- _Your objective_
Every record must be reproduced exactly. Leave none out.

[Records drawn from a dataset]
Start of Block

#![cfg_attr(feature = "fail-on-warnings", deny(warnings))]
#![warn(clippy::all, clippy::pedantic, clippy::nursery, clippy::cargo)]
#![allow(clippy::multiple_crate_versions, clippy::cargo_common_metadata)]

//! Coordinate, bounding box, and anchor mesh types.
//!
//! Coordinates are planar degrees. Nothing in the risk-map core projects or
//! measures geodesic distance; [`KM_PER_DEGREE`] is the single fixed
//! approximation used wherever a kilometre radius has to become degrees.

use serde::{Deserialize, Serialize};

/// Kilometres per degree used for all radius conversions.
pub const KM_PER_DEGREE: f64 = 111.0;

/// Converts a radius in kilometres to planar degrees.
#[must_use]
pub fn km_to_degrees(km: f64) -> f64 {
    km / KM_PER_DEGREE
}

/// A latitude/longitude pair in planar degrees.
#[derive(Debug, Clone, Copy, PartialEq, Serialize, Deserialize)]
#[serde(rename_all = "camelCase")]
pub struct LatLon {
    /// Latitude.
    pub latitude: f64,
    /// Longitude.
    pub longitude: f64,
}

impl LatLon {
    /// Creates a new coordinate pair.
    #[must_use]
    pub const fn new(latitude: f64, longitude: f64) -> Self {
        Self {
            latitude,
            longitude,
        }
    }

    /// Squared Euclidean distance in degrees².
    #[must_use]
    pub fn distance_squared(&self, other: &Self) -> f64 {
        let dlat = self.latitude - other.latitude;
        let dlon = self.longitude - other.longitude;
        dlat.mul_add(dlat, dlon * dlon)
    }

    /// Euclidean distance in degrees.
    #[must_use]
    pub fn distance(&self, other: &Self) -> f64 {
        self.distance_squared(other).sqrt()
    }

    /// Returns `true` when both components are finite numbers.
    #[must_use]
    pub const fn is_finite(&self) -> bool {
        self.latitude.is_finite() && self.longitude.is_finite()
    }
}

/// A geographic bounding box in planar degrees.
#[derive(Debug, Clone, Copy, PartialEq, Serialize, Deserialize)]
pub struct BoundingBox {
    /// Western longitude boundary.
    pub west: f64,
    /// Southern latitude boundary.
    pub south: f64,
    /// Eastern longitude boundary.
    pub east: f64,
    /// Northern latitude boundary.
    pub north: f64,
}

impl BoundingBox {
    /// Creates a new bounding box from the given coordinates.
    #[must_use]
    pub const fn new(west: f64, south: f64, east: f64, north: f64) -> Self {
        Self {
            west,
            south,
            east,
            north,
        }
    }

    /// Smallest box containing every point, or `None` for an empty input.
    #[must_use]
    pub fn from_points<I>(points: I) -> Option<Self>
    where
        I: IntoIterator<Item = LatLon>,
    {
        points.into_iter().fold(None, |acc, p| {
            Some(acc.map_or_else(
                || Self::new(p.longitude, p.latitude, p.longitude, p.latitude),
                |b: Self| {
                    Self::new(
                        b.west.min(p.longitude),
                        b.south.min(p.latitude),
                        b.east.max(p.longitude),
                        b.north.max(p.latitude),
                    )
                },
            ))
        })
    }

    /// Latitude extent (north minus south).
    #[must_use]
    pub fn lat_span(&self) -> f64 {
        self.north - self.south
    }

    /// Longitude extent (east minus west).
    #[must_use]
    pub fn lon_span(&self) -> f64 {
        self.east - self.west
    }

    /// Grows each side by `fraction` of the corresponding span.
    ///
    /// A `fraction` of `0.05` adds 5% of the latitude span to both the north
    /// and south edges, and likewise for longitude.
    #[must_use]
    pub fn expanded(&self, fraction: f64) -> Self {
        let lat_buffer = self.lat_span() * fraction;
        let lon_buffer = self.lon_span() * fraction;
        Self::new(
            self.west - lon_buffer,
            self.south - lat_buffer,
            self.east + lon_buffer,
            self.north + lat_buffer,
        )
    }

    /// Inclusive containment test.
    #[must_use]
    pub fn contains(&self, point: LatLon) -> bool {
        point.latitude >= self.south
            && point.latitude <= self.north
            && point.longitude >= self.west
            && point.longitude <= self.east
    }

    /// Returns `true` when the box has finite, correctly ordered edges.
    #[must_use]
    pub fn is_valid(&self) -> bool {
        [self.west, self.south, self.east, self.north]
            .iter()
            .all(|v| v.is_finite())
            && self.west <= self.east
            && self.south <= self.north
    }
}

/// Stable identifier of an anchor within a single mesh.
///
/// Ids are assigned in generation order and are only meaningful for the
/// mesh that produced them.
#[derive(
    Debug, Clone, Copy, PartialEq, Eq, PartialOrd, Ord, Hash, Serialize, Deserialize,
)]
pub struct AnchorId(pub u32);

impl AnchorId {
    /// Index into anchor-ordered vectors.
    #[must_use]
    pub const fn index(self) -> usize {
        self.0 as usize
    }
}

impl std::fmt::Display for AnchorId {
    fn fmt(&self, f: &mut std::fmt::Formatter<'_>) -> std::fmt::Result {
        write!(f, "anchor-{}", self.0)
    }
}

/// One node of the fixed anchor mesh.
#[derive(Debug, Clone, Copy, PartialEq, Serialize, Deserialize)]
#[serde(rename_all = "camelCase")]
pub struct AnchorPoint {
    /// Position of this anchor in its mesh.
    pub id: AnchorId,
    /// Anchor latitude.
    pub latitude: f64,
    /// Anchor longitude.
    pub longitude: f64,
}

impl AnchorPoint {
    /// Returns the anchor position as a [`LatLon`].
    #[must_use]
    pub const fn position(&self) -> LatLon {
        LatLon::new(self.latitude, self.longitude)
    }
}

/// One cell of an interpolated heatmap grid.
#[derive(Debug, Clone, Copy, PartialEq, Serialize, Deserialize)]
#[serde(rename_all = "camelCase")]
pub struct GridCell {
    /// Cell centre latitude.
    pub latitude: f64,
    /// Cell centre longitude.
    pub longitude: f64,
    /// Raw interpolated value.
    pub value: f64,
    /// Value mapped to `[0, 1]` for color scaling.
    pub normalized_value: f64,
}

End of Block

- _Output for this exercise_
#![cfg_attr(feature = "fail-on-warnings", deny(warnings))]
#![warn(clippy::all, clippy::pedantic, clippy::nursery, clippy::cargo)]
#![allow(clippy::multiple_crate_versions, clippy::cargo_common_metadata)]

//! Coordinate, bounding box, and anchor mesh types.
//!
//! Coordinates are planar degrees. Nothing in the risk-map core projects or
//! measures geodesic distance; [`KM_PER_DEGREE`] is the single fixed
//! approximation used wherever a kilometre radius has to become degrees.

use serde::{Deserialize, Serialize};

/// Kilometres per degree used for all radius conversions.
pub const KM_PER_DEGREE: f64 = 111.0;

/// Converts a radius in kilometres to planar degrees.
#[must_use]
pub fn km_to_degrees(km: f64) -> f64 {
    km / KM_PER_DEGREE
}

/// A latitude/longitude pair in planar degrees.
#[derive(Debug, Clone, Copy, PartialEq, Serialize, Deserialize)]
#[serde(rename_all = "camelCase")]
pub struct LatLon {
    /// Latitude.
    pub latitude: f64,
    /// Longitude.
    pub longitude: f64,
}

impl LatLon {
    /// Creates a new coordinate pair.
    #[must_use]
    pub const fn new(latitude: f64, longitude: f64) -> Self {
        Self {
            latitude,
            longitude,
        }
    }

    /// Squared Euclidean distance in degrees².
    #[must_use]
    pub fn distance_squared(&self, other: &Self) -> f64 {
        let dlat = self.latitude - other.latitude;
        let dlon = self.longitude - other.longitude;
        dlat.mul_add(dlat, dlon * dlon)
    }

    /// Euclidean distance in degrees.
    #[must_use]
    pub fn distance(&self, other: &Self) -> f64 {
        self.distance_squared(other).sqrt()
    }

    /// Returns `true` when both components are finite numbers.
    #[must_use]
    pub const fn is_finite(&self) -> bool {
        self.latitude.is_finite() && self.longitude.is_finite()
    }
}

/// A geographic bounding box in planar degrees.
#[derive(Debug, Clone, Copy, PartialEq, Serialize, Deserialize)]
pub struct BoundingBox {
    /// Western longitude boundary.
    pub west: f64,
    /// Southern latitude boundary.
    pub south: f64,
    /// Eastern longitude boundary.
    pub east: f64,
    /// Northern latitude boundary.
    pub north: f64,
}

impl BoundingBox {
    /// Creates a new bounding box from the given coordinates.
    #[must_use]
    pub const fn new(west: f64, south: f64, east: f64, north: f64) -> Self {
        Self {
            west,
            south,
            east,
            north,
        }
    }

    /// Smallest box containing every point, or `None` for an empty input.
    #[must_use]
    pub fn from_points<I>(points: I) -> Option<Self>
    where
        I: IntoIterator<Item = LatLon>,
    {
        points.into_iter().fold(None, |acc, p| {
            Some(acc.map_or_else(
                || Self::new(p.longitude, p.latitude, p.longitude, p.latitude),
                |b: Self| {
                    Self::new(
                        b.west.min(p.longitude),
                        b.south.min(p.latitude),
                        b.east.max(p.longitude),
                        b.north.max(p.latitude),
                    )
                },
            ))
        })
    }

    /// Latitude extent (north minus south).
    #[must_use]
    pub fn lat_span(&self) -> f64 {
        self.north - self.south
    }

    /// Longitude extent (east minus west).
    #[must_use]
    pub fn lon_span(&self) -> f64 {
        self.east - self.west
    }

    /// Grows each side by `fraction` of the corresponding span.
    ///
    /// A `fraction` of `0.05` adds 5% of the latitude span to both the north
    /// and south edges, and likewise for longitude.
    #[must_use]
    pub fn expanded(&self, fraction: f64) -> Self {
        let lat_buffer = self.lat_span() * fraction;
        let lon_buffer = self.lon_span() * fraction;
        Self::new(
            self.west - lon_buffer,
            self.south - lat_buffer,
            self.east + lon_buffer,
            self.north + lat_buffer,
        )
    }

    /// Inclusive containment test.
    #[must_use]
    pub fn contains(&self, point: LatLon) -> bool {
        point.latitude >= self.south
            && point.latitude <= self.north
            && point.longitude >= self.west
            && point.longitude <= self.east
    }

    /// Returns `true` when the box has finite, correctly ordered edges.
    #[must_use]
    pub fn is_valid(&self) -> bool {
        [self.west, self.south, self.east, self.north]
            .iter()
            .all(|v| v.is_finite())
            && self.west <= self.east
            && self.south <= self.north
    }
}

/// Stable identifier of an anchor within a single mesh.
///
/// Ids are assigned in generation order and are only meaningful for the
/// mesh that produced them.
#[derive(
    Debug, Clone, Copy, PartialEq, Eq, PartialOrd, Ord, Hash, Serialize, Deserialize,
)]
pub struct AnchorId(pub u32);

impl AnchorId {
    /// Index into anchor-ordered vectors.
    #[must_use]
    pub const fn index(self) -> usize {
        self.0 as usize
    }
}

impl std::fmt::Display for AnchorId {
    fn fmt(&self, f: &mut std::fmt::Formatter<'_>) -> std::fmt::Result {
        write!(f, "anchor-{}", self.0)
    }
}

/// One node of the fixed anchor mesh.
#[derive(Debug, Clone, Copy, PartialEq, Serialize, Deserialize)]
#[serde(rename_all = "camelCase")]
pub struct AnchorPoint {
    /// Position of this anchor in its mesh.
    pub id: AnchorId,
    /// Anchor latitude.
    pub latitude: f64,
    /// Anchor longitude.
    pub longitude: f64,
}

impl AnchorPoint {
    /// Returns the anchor position as a [`LatLon`].
    #[must_use]
    pub const fn position(&self) -> LatLon {
        LatLon::new(self.latitude, self.longitude)
    }
}

/// One cell of an interpolated heatmap grid.
#[derive(Debug, Clone, Copy, PartialEq, Serialize, Deserialize)]
#[serde(rename_all = "camelCase")]
pub struct GridCell {
    /// Cell centre latitude.
    pub latitude: f64,
    /// Cell centre longitude.
    pub longitude: f64,
    /// Raw interpolated value.
    pub value: f64,
    /// Value mapped to `[0, 1]` for color scaling.
    pub normalized_value: f64,
}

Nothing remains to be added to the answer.